From 1984 to 2011, Italian automaker FIAT was absent from the United States and Canadian auto markets. After expanding its options to result in a 53.3% controlling share in the Chrysler Group, it made sense for the company to look to introduce its popular 500 model in these territories. By now you’ve probably seen the commercials for the 2008 European Car of the Year, but how many have you seen on the road? Is FIAT actually a brand that Americans and Canadians are ready for?

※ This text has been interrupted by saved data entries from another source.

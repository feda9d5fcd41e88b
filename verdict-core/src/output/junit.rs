//! JUnit XML results, for consumption by CI systems.

use std::collections::BTreeMap;
use std::fs::File;
use std::io::BufWriter;
use std::path::PathBuf;

use anyhow::{Context, Result};

use crate::case::TestCase;
use crate::receiver::{ReceiverResult, ResultLine, ResultReceiver, Site};
use crate::round::RoundStart;
use crate::trace_categories;

#[derive(Default)]
struct CaseRecord {
    latest: Option<TestCase>,
    output: Vec<String>,
}

/// Writes one JUnit test suite per round, with one test case per registry case.
///
/// Counters come from the summary table rows when the summary table is enabled;
/// otherwise from the last event seen for each case.
pub struct JunitReceiver {
    partial: PathBuf,
    round: Option<RoundStart>,
    records: BTreeMap<usize, CaseRecord>,
}

impl JunitReceiver {
    /// Creates a JUnit receiver. Files are named after `partial` plus the round start
    /// time, with a `.junit.xml` extension.
    pub fn new(partial: PathBuf) -> Self {
        Self {
            partial,
            round: None,
            records: BTreeMap::new(),
        }
    }

    fn observe(&mut self, case: &TestCase) -> &mut CaseRecord {
        let record = self.records.entry(case.index()).or_default();
        record.latest = Some(case.clone());
        record
    }

    fn write_report(&mut self) -> Result<()> {
        let Some(round) = self.round.take() else {
            return Ok(());
        };
        let records = std::mem::take(&mut self.records);

        let mut report = junit_report::Report::new();
        let mut suite = junit_report::TestSuite::new(round.name());

        for record in records.into_values() {
            let Some(case) = record.latest else {
                continue;
            };

            let name = case.name().as_str();
            let mut test_case: junit_report::TestCase = if case.did_pass() {
                junit_report::TestCase::success(name, std::time::Duration::ZERO.try_into()?)
            } else {
                junit_report::TestCase::failure(
                    name,
                    std::time::Duration::ZERO.try_into()?,
                    "test failure",
                    format!(
                        "{} failed, {} thrown of {} item(s)",
                        case.failed(),
                        case.thrown(),
                        case.items()
                    )
                    .as_str(),
                )
            };

            if !record.output.is_empty() {
                test_case.set_system_out(record.output.join("\n").as_str());
            }

            suite.add_testcase(test_case);
        }

        report.add_testsuite(suite);

        let path = round.file_name(&self.partial, ".junit.xml");
        if let Some(parent) = path.parent() {
            if !parent.as_os_str().is_empty() {
                std::fs::create_dir_all(parent)?;
            }
        }
        let file = File::create(&path)
            .with_context(|| format!("failed to create {}", path.display()))?;
        report.write_xml(BufWriter::new(file))?;

        tracing::debug!(target: trace_categories::OUTPUT, "wrote JUnit results to {}", path.display());
        Ok(())
    }
}

impl ResultReceiver for JunitReceiver {
    fn on_start(&mut self, round: &RoundStart) -> ReceiverResult {
        self.write_report()?;
        self.round = Some(round.clone());
        Ok(true)
    }

    fn on_message(&mut self, case: &TestCase, site: &Site<'_>, message: &str) -> ReceiverResult {
        let text = format!("{}({}) : {message}", site.file, site.line);
        self.observe(case).output.push(text);
        Ok(true)
    }

    fn on_case_header(&mut self, case: &TestCase) -> ReceiverResult {
        self.observe(case);
        Ok(true)
    }

    fn on_result_line(&mut self, case: &TestCase, line: &ResultLine<'_>) -> ReceiverResult {
        let mut text = format!(
            "{}({}) : {}  ({})",
            line.site.file,
            line.site.line,
            line.result.label(),
            line.expression
        );
        if let Some(message) = line.message {
            text.push_str("  ");
            text.push_str(message);
        }
        self.observe(case).output.push(text);
        Ok(true)
    }

    fn on_table_row(&mut self, case: &TestCase) -> ReceiverResult {
        self.observe(case);
        Ok(true)
    }

    fn on_summary_end(&mut self) -> ReceiverResult {
        self.write_report()?;
        Ok(true)
    }

    fn on_final_teardown(&mut self) {
        if let Err(e) = self.write_report() {
            tracing::warn!(target: trace_categories::OUTPUT, "failed to write JUnit results: {e:#}");
        }
    }
}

If you ask the company, the answer is no. For 2012, the company set their sights high, hoping to move 6,000 of the vehicles per month in the United States alone. FIAT stresses that this isn’t a problem with the quality of the vehicle, just overall awareness of their place in the market. As a result we’ve seen an influx of more airtime being taken up, first for the 500, but also for the more recent FIAT Abarth. Certainly those with a mind to the European car market are seeing nothing they haven’t seen before, but for many potential auto-buyers, this is the first time they’re really getting a look at these vehicles and considering taking them out for a test drive. Interested buyers should be doing their homework, making a trip to test drive the FIAT 500 at Holt FIAT of Ft Worth or other local dealerships depending on their geographic area.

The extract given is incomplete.